„Haben an der Charité ein Programm mit monoklonalen Antikörpern für ambulante Risikopatienten gestartet”

Infektionsmediziner Prof. Norbert Suttorp
Herr Professor Suttorp, die dritte Welle ist in vollem Gange. Spitzt sich die Lage an der Charité schon zu?
Suttorp: Noch sind wir nicht so ausgelastet wie am Peak der zweiten Welle Anfang Januar. Es sind auch noch viele Intensivpatienten aus dieser Welle bei uns. Aber die Patientenzahlen steigen täglich auf Normal- und Intensivstationen.
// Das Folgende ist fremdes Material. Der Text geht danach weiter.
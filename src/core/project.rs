//! The selected project directory and what its `package.json` declares.

use serde::{Deserialize, Serialize};
use serde_json::Value;
use std::collections::BTreeMap;
use std::path::{Path, PathBuf};

use crate::error::{Error, Result};
use crate::io;
use crate::paths;

/// Displayed when package.json carries no version.
pub const UNKNOWN_VERSION: &str = "Unknown";

#[derive(Debug, Clone, Serialize)]
pub struct ProjectContext {
    pub root: PathBuf,
    /// Script name -> command, from package.json `scripts`.
    pub scripts: BTreeMap<String, String>,
    /// Session version. Starts at the manifest value and advances after a
    /// successful release; never written back to package.json.
    pub version: String,
    #[serde(skip_serializing_if = "Option::is_none")]
    pub product_name: Option<String>,
}

#[derive(Debug, Default, Deserialize)]
#[serde(rename_all = "camelCase")]
struct PackageManifest {
    #[serde(default)]
    version: Option<String>,
    #[serde(default)]
    scripts: BTreeMap<String, Value>,
    #[serde(default)]
    product_name: Option<String>,
    #[serde(default)]
    build: Option<BuildSection>,
}

#[derive(Debug, Default, Deserialize)]
#[serde(rename_all = "camelCase")]
struct BuildSection {
    #[serde(default)]
    product_name: Option<String>,
}

impl ProjectContext {
    /// Validate the project preconditions and read its manifest.
    pub fn load(root: Option<&Path>) -> Result<Self> {
        let root = match root {
            Some(r) if !r.as_os_str().is_empty() => r.to_path_buf(),
            _ => return Err(Error::project_not_selected()),
        };

        if !root.is_dir() {
            return Err(Error::project_path_missing(root.display().to_string()));
        }

        let mut ctx = Self {
            root,
            scripts: BTreeMap::new(),
            version: UNKNOWN_VERSION.to_string(),
            product_name: None,
        };
        ctx.reload_manifest()?;
        Ok(ctx)
    }

    /// Re-read package.json; replaces scripts, version and product name.
    pub fn reload_manifest(&mut self) -> Result<()> {
        let manifest = read_manifest(&self.root)?;

        self.scripts = manifest
            .scripts
            .into_iter()
            .filter_map(|(name, cmd)| cmd.as_str().map(|c| (name, c.to_string())))
            .collect();
        self.version = manifest
            .version
            .filter(|v| !v.trim().is_empty())
            .unwrap_or_else(|| UNKNOWN_VERSION.to_string());
        self.product_name = manifest
            .product_name
            .or_else(|| manifest.build.and_then(|b| b.product_name))
            .filter(|p| !p.trim().is_empty());
        Ok(())
    }

    pub fn manifest_path(&self) -> PathBuf {
        paths::manifest(&self.root)
    }

    pub fn is_git_repo(&self) -> bool {
        self.root.join(".git").exists()
    }

    pub fn require_git(&self) -> Result<()> {
        if self.is_git_repo() {
            Ok(())
        } else {
            Err(Error::project_not_git_repo(self.root.display().to_string()))
        }
    }

    /// Product name from the manifest, falling back to the configured one.
    pub fn product<'a>(&'a self, fallback: &'a str) -> &'a str {
        self.product_name.as_deref().unwrap_or(fallback)
    }

    pub fn output_dir(&self, relative: &str) -> PathBuf {
        paths::output_dir(&self.root, relative)
    }

    pub fn set_version(&mut self, version: impl Into<String>) {
        self.version = version.into();
    }
}

fn read_manifest(root: &Path) -> Result<PackageManifest> {
    let path = paths::manifest(root);
    if !path.is_file() {
        return Err(Error::project_manifest_missing(path.display().to_string()));
    }

    let content = io::read_file(&path, "read package.json")?;

    serde_json::from_str(&content)
        .map_err(|e| Error::project_manifest_invalid(path.display().to_string(), e))
}

/// Snapshot shown by `relman status`.
#[derive(Debug, Clone, Serialize)]
pub struct ProjectStatus {
    pub path: String,
    pub version: String,
    pub has_manifest: bool,
    pub is_git_repo: bool,
    pub scripts: Vec<String>,
    pub eligible_build_commands: Vec<String>,
    pub artifacts_ready: bool,
    /// "Ready (Git)" / "Ready (No Git)"
    pub label: String,
}
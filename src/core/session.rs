//! Explicit session state: configuration, collaborators and the selected
//! project. Every orchestration step reads from here; nothing is global.

use serde::Serialize;
use serde_json::Value;
use std::path::{Path, PathBuf};
use std::str::FromStr;
use std::sync::{Arc, Mutex};

use crate::artifacts::ArtifactVerifier;
use crate::build::{eligible_commands, BuildOutcome, BuildProbe};
use crate::cleaner::{CleanOutcome, DirRemover, DirectoryCleaner, FsRemover};
use crate::defaults::{Defaults, RelmanConfig};
use crate::error::{Error, Result};
use crate::project::{ProjectContext, ProjectStatus};
use crate::queue::{CancelToken, CommandQueue, TaskHandle};
use crate::reaper::{ProcessReaper, ProcessTable, ReapReport, SystemProcessTable};
use crate::release::{
    CreateOutput, DeleteReport, ReleasePublisher, ReleaseSummary, ReleaseTask, UpdateOutput,
};
use crate::reporter::Reporter;
use crate::runner::{CommandRunner, SystemRunner};
use crate::version::{tag_for, version_from_tag, ReleaseKind};


pub struct Session {
    config: RelmanConfig,
    reporter: Arc<dyn Reporter>,
    runner: Arc<dyn CommandRunner>,
    processes: Arc<dyn ProcessTable>,
    remover: Arc<dyn DirRemover>,
    project_root: Option<PathBuf>,
    project: Mutex<Option<ProjectContext>>,
    /// Set once a release advanced the version past the manifest's.
    released_version: Mutex<Option<String>>,
}

#[derive(Debug, Clone, Serialize)]
pub struct AutoReleaseOutput {
    pub build: BuildOutcome,
    pub release: CreateOutput,
}

impl Session {
    pub fn new(config: RelmanConfig, reporter: Arc<dyn Reporter>) -> Self {
        Self {
            config,
            reporter,
            runner: Arc::new(SystemRunner::new()),
            processes: Arc::new(SystemProcessTable::new()),
            remover: Arc::new(FsRemover),
            project_root: None,
            project: Mutex::new(None),
            released_version: Mutex::new(None),
        }
    }

    pub fn with_runner(mut self, runner: Arc<dyn CommandRunner>) -> Self {
        self.runner = runner;
        self
    }

    pub fn with_process_table(mut self, processes: Arc<dyn ProcessTable>) -> Self {
        self.processes = processes;
        self
    }

    pub fn with_remover(mut self, remover: Arc<dyn DirRemover>) -> Self {
        self.remover = remover;
        self
    }

    pub fn with_project(mut self, root: Option<PathBuf>) -> Self {
        self.project_root = root;
        self
    }

    pub fn defaults(&self) -> &Defaults {
        &self.config.defaults
    }

    pub fn reporter(&self) -> &Arc<dyn Reporter> {
        &self.reporter
    }

    /// Queue sharing this session's reporter and runner, so stop-all can
    /// terminate whatever the session is running.
    pub fn queue(&self) -> CommandQueue {
        CommandQueue::new(Arc::clone(&self.reporter), Arc::clone(&self.runner))
    }

    // === Project ===

    /// Current project, with package.json re-read. Precondition failures
    /// surface here before any side effect.
    pub fn context(&self) -> Result<ProjectContext> {
        let mut slot = self.project.lock().unwrap_or_else(|p| p.into_inner());
        let mut ctx = match slot.take() {
            Some(mut ctx) => {
                ctx.reload_manifest()?;
                ctx
            }
            None => ProjectContext::load(self.project_root.as_deref())?,
        };

        if let Some(version) = self.released_version.lock().ok().and_then(|v| v.clone()) {
            ctx.set_version(version);
        }
        *slot = Some(ctx.clone());
        Ok(ctx)
    }

    fn record_version(&self, version: &str) {
        if let Ok(mut released) = self.released_version.lock() {
            *released = Some(version.to_string());
        }
        if let Ok(mut slot) = self.project.lock() {
            if let Some(ctx) = slot.as_mut() {
                ctx.set_version(version);
            }
        }
    }

    fn product(&self, ctx: Option<&ProjectContext>) -> String {
        let fallback = self.config.defaults.product_name.as_str();
        ctx.map(|c| c.product(fallback)).unwrap_or(fallback).to_string()
    }

    fn verifier(&self, ctx: &ProjectContext) -> ArtifactVerifier {
        let d = &self.config.defaults;
        ArtifactVerifier::from_config(
            &ctx.output_dir(&d.cleanup.output_dir),
            &d.artifacts,
            &self.product(Some(ctx)),
        )
    }

    fn publisher<'a>(&'a self, root: &'a Path, cancel: &'a CancelToken) -> ReleasePublisher<'a> {
        ReleasePublisher::new(self.runner.as_ref(), root)
            .with_tool(&self.config.defaults.release.tool)
            .with_notes_prefix(&self.config.defaults.release.notes_file_prefix)
            .with_cancel(cancel)
    }

    pub fn status(&self) -> Result<ProjectStatus> {
        let ctx = self.context()?;
        let eligible = eligible_commands(&self.config.defaults.build.candidates, &ctx.scripts);
        let is_git_repo = ctx.is_git_repo();
        Ok(ProjectStatus {
            path: ctx.root.display().to_string(),
            version: ctx.version.clone(),
            has_manifest: ctx.manifest_path().is_file(),
            is_git_repo,
            scripts: ctx.scripts.keys().cloned().collect(),
            eligible_build_commands: eligible.into_iter().map(|c| c.name).collect(),
            artifacts_ready: self.verifier(&ctx).is_ready(),
            label: if is_git_repo { "Ready (Git)" } else { "Ready (No Git)" }.to_string(),
        })
    }

    // === Kill / Clean / Build ===

    /// Terminate stale app processes. Works without a project.
    pub fn kill(&self, cancel: &CancelToken) -> ReapReport {
        let ctx = self.context().ok();
        self.reap_with(ctx.as_ref(), cancel)
    }

    fn reap_with(&self, ctx: Option<&ProjectContext>, cancel: &CancelToken) -> ReapReport {
        let reaper_config = &self.config.defaults.reaper;
        let targets = reaper_config.resolved_targets(&self.product(ctx));
        ProcessReaper::new(self.processes.as_ref(), &targets)
            .with_settle(reaper_config.settle(), reaper_config.poll())
            .with_cancel(cancel)
            .terminate(self.reporter.as_ref())
    }

    pub fn clean(&self, cancel: &CancelToken) -> Result<CleanOutcome> {
        let ctx = self.context()?;
        self.clean_with(&ctx, cancel)
    }

    fn clean_with(&self, ctx: &ProjectContext, cancel: &CancelToken) -> Result<CleanOutcome> {
        cancel.checkpoint("clean")?;
        let d = &self.config.defaults;
        let dir = ctx.output_dir(&d.cleanup.output_dir);
        self.reporter.info(&format!("🧹 Cleaning {}...", dir.display()));

        let targets = d.reaper.resolved_targets(&self.product(Some(ctx)));
        let reaper = ProcessReaper::new(self.processes.as_ref(), &targets)
            .with_settle(d.reaper.settle(), d.reaper.poll())
            .with_cancel(cancel);
        DirectoryCleaner::new(self.remover.as_ref(), &reaper)
            .with_retries(d.cleanup.max_retries, d.cleanup.backoff())
            .with_cancel(cancel)
            .clean(&dir, self.reporter.as_ref())
    }

    /// kill -> clean -> settle -> probe candidates until one leaves artifacts.
    pub fn build(&self, cancel: &CancelToken) -> Result<BuildOutcome> {
        let ctx = self.context()?;
        let d = &self.config.defaults;
        let commands = eligible_commands(&d.build.candidates, &ctx.scripts);
        if commands.is_empty() {
            return Err(Error::build_failed(Vec::new()));
        }

        self.reporter.info("🔨 Starting safe build...");
        self.reap_with(Some(&ctx), cancel);
        cancel.checkpoint("build")?;

        self.clean_with(&ctx, cancel)?;
        cancel.sleep(d.build.pre_build_delay(), "build")?;

        let names: Vec<&str> = commands.iter().map(|c| c.name.as_str()).collect();
        self.reporter.info(&format!("📋 Build commands: {}", names.join(", ")));

        let verifier = self.verifier(&ctx);
        BuildProbe::new(self.runner.as_ref(), &verifier, &ctx.root)
            .with_command_timeout(d.build.command_timeout())
            .with_artifact_wait(d.build.artifact_timeout(), d.build.poll())
            .with_cancel(cancel)
            .probe(&commands, self.reporter.as_ref())
    }

    // === Releases ===

    pub fn create_release(
        &self,
        kind: ReleaseKind,
        title: Option<&str>,
        notes: Option<&str>,
        cancel: &CancelToken,
    ) -> Result<CreateOutput> {
        let ctx = self.context()?;
        ctx.require_git()?;

        let verifier = self.verifier(&ctx);
        let files = verifier.upload_set()?;
        let task = ReleaseTask::for_create(&ctx.version, kind, title, notes, files);

        let output = self
            .publisher(&ctx.root, cancel)
            .create(&task, &ctx.version, self.reporter.as_ref())?;
        self.record_version(&output.version);
        Ok(output)
    }

    /// Build, wait for artifacts, then create the release.
    pub fn auto_release(
        &self,
        kind: ReleaseKind,
        title: Option<&str>,
        notes: Option<&str>,
        cancel: &CancelToken,
    ) -> Result<AutoReleaseOutput> {
        self.context()?.require_git()?;

        self.reporter.info(&format!("🤖 Auto {} release", kind.label()));
        let build = self.build(cancel)?;
        cancel.checkpoint("auto release")?;

        let release = self.create_release(kind, title, notes, cancel)?;
        self.reporter.success("🎉 Auto release complete!");
        Ok(AutoReleaseOutput { build, release })
    }

    /// Edit the given release, or the session version's release when none
    /// is named (the latest published one when the version is unknown).
    pub fn update_release(
        &self,
        version: Option<&str>,
        title: Option<&str>,
        notes: Option<&str>,
        cancel: &CancelToken,
    ) -> Result<UpdateOutput> {
        let ctx = self.context()?;
        ctx.require_git()?;

        let files = self.verifier(&ctx).upload_set()?;
        let version = self.target_version(&ctx, version, cancel)?;
        let task = ReleaseTask::for_update(&version, title, notes, files)?;

        self.publisher(&ctx.root, cancel)
            .update(&task, self.reporter.as_ref())
    }

    /// Three best-effort steps; `Err` when any of them failed.
    pub fn delete_release(&self, version: Option<&str>, cancel: &CancelToken) -> Result<DeleteReport> {
        let ctx = self.context()?;
        ctx.require_git()?;

        let version = self.target_version(&ctx, version, cancel)?;
        self.publisher(&ctx.root, cancel)
            .delete(&tag_for(&version), self.reporter.as_ref())?
            .into_result()
    }

    pub fn list_releases(&self, cancel: &CancelToken) -> Result<Vec<ReleaseSummary>> {
        let ctx = self.context()?;
        ctx.require_git()?;
        self.publisher(&ctx.root, cancel)
            .list(self.config.defaults.release.list_limit, self.reporter.as_ref())
    }

    pub fn latest_release(&self, cancel: &CancelToken) -> Result<Option<ReleaseSummary>> {
        let ctx = self.context()?;
        ctx.require_git()?;
        self.publisher(&ctx.root, cancel)
            .latest(self.config.defaults.release.list_limit, self.reporter.as_ref())
    }

    fn target_version(&self, ctx: &ProjectContext, explicit: Option<&str>, cancel: &CancelToken) -> Result<String> {
        if let Some(v) = explicit.map(str::trim).filter(|v| !v.is_empty()) {
            return version_from_tag(v).ok_or_else(|| {
                Error::validation_invalid_argument(
                    "version",
                    format!("Expected X.Y.Z or vX.Y.Z, got '{}'", v),
                    Some(v.to_string()),
                    None,
                )
            });
        }
        if let Some(v) = version_from_tag(&ctx.version) {
            return Ok(v);
        }
        let latest = self
            .publisher(&ctx.root, cancel)
            .latest(self.config.defaults.release.list_limit, self.reporter.as_ref())?;
        latest
            .and_then(|r| version_from_tag(&r.tag_name))
            .ok_or_else(|| Error::validation_missing_argument(vec!["version".to_string()]))
    }

    // === Queue integration ===

    /// Run one operation synchronously, serializing its output.
    pub fn run(&self, op: &Operation, cancel: &CancelToken) -> Result<Value> {
        match op {
            Operation::Status => to_value(self.status()?),
            Operation::Kill => to_value(self.kill(cancel)),
            Operation::Clean => to_value(self.clean(cancel)?),
            Operation::Build => to_value(self.build(cancel)?),
            Operation::Auto { kind, title, notes } => {
                to_value(self.auto_release(*kind, title.as_deref(), notes.as_deref(), cancel)?)
            }
            Operation::Create { kind, title, notes } => {
                to_value(self.create_release(*kind, title.as_deref(), notes.as_deref(), cancel)?)
            }
            Operation::Update { version, title, notes } => to_value(self.update_release(
                version.as_deref(),
                title.as_deref(),
                notes.as_deref(),
                cancel,
            )?),
            Operation::Delete { version } => to_value(self.delete_release(version.as_deref(), cancel)?),
            Operation::List => to_value(self.list_releases(cancel)?),
            Operation::Latest => to_value(self.latest_release(cancel)?),
        }
    }

    /// Enqueue `op`; it runs when every earlier submission has finished.
    pub fn submit(self: &Arc<Self>, queue: &CommandQueue, op: Operation) -> TaskHandle {
        let session = Arc::clone(self);
        queue.submit(op.name(), move |ctx| session.run(&op, &ctx.cancel))
    }
}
Vor allem sind die Patienten deutlich jünger und liegen länger. Ein ganz wichtiger Prognosefaktor für Überleben auf der Intensivstation ist schlicht das Alter; Jüngere sind einfach belastbarer und sie sterben seltener. Allein das hat schon spürbare Auswirkungen auf die Bettenkapazität. Es ist absehbar, dass diese dritte Welle so schlimm wird wie die zweite.
Wie will die Charité den Kollaps verhindern?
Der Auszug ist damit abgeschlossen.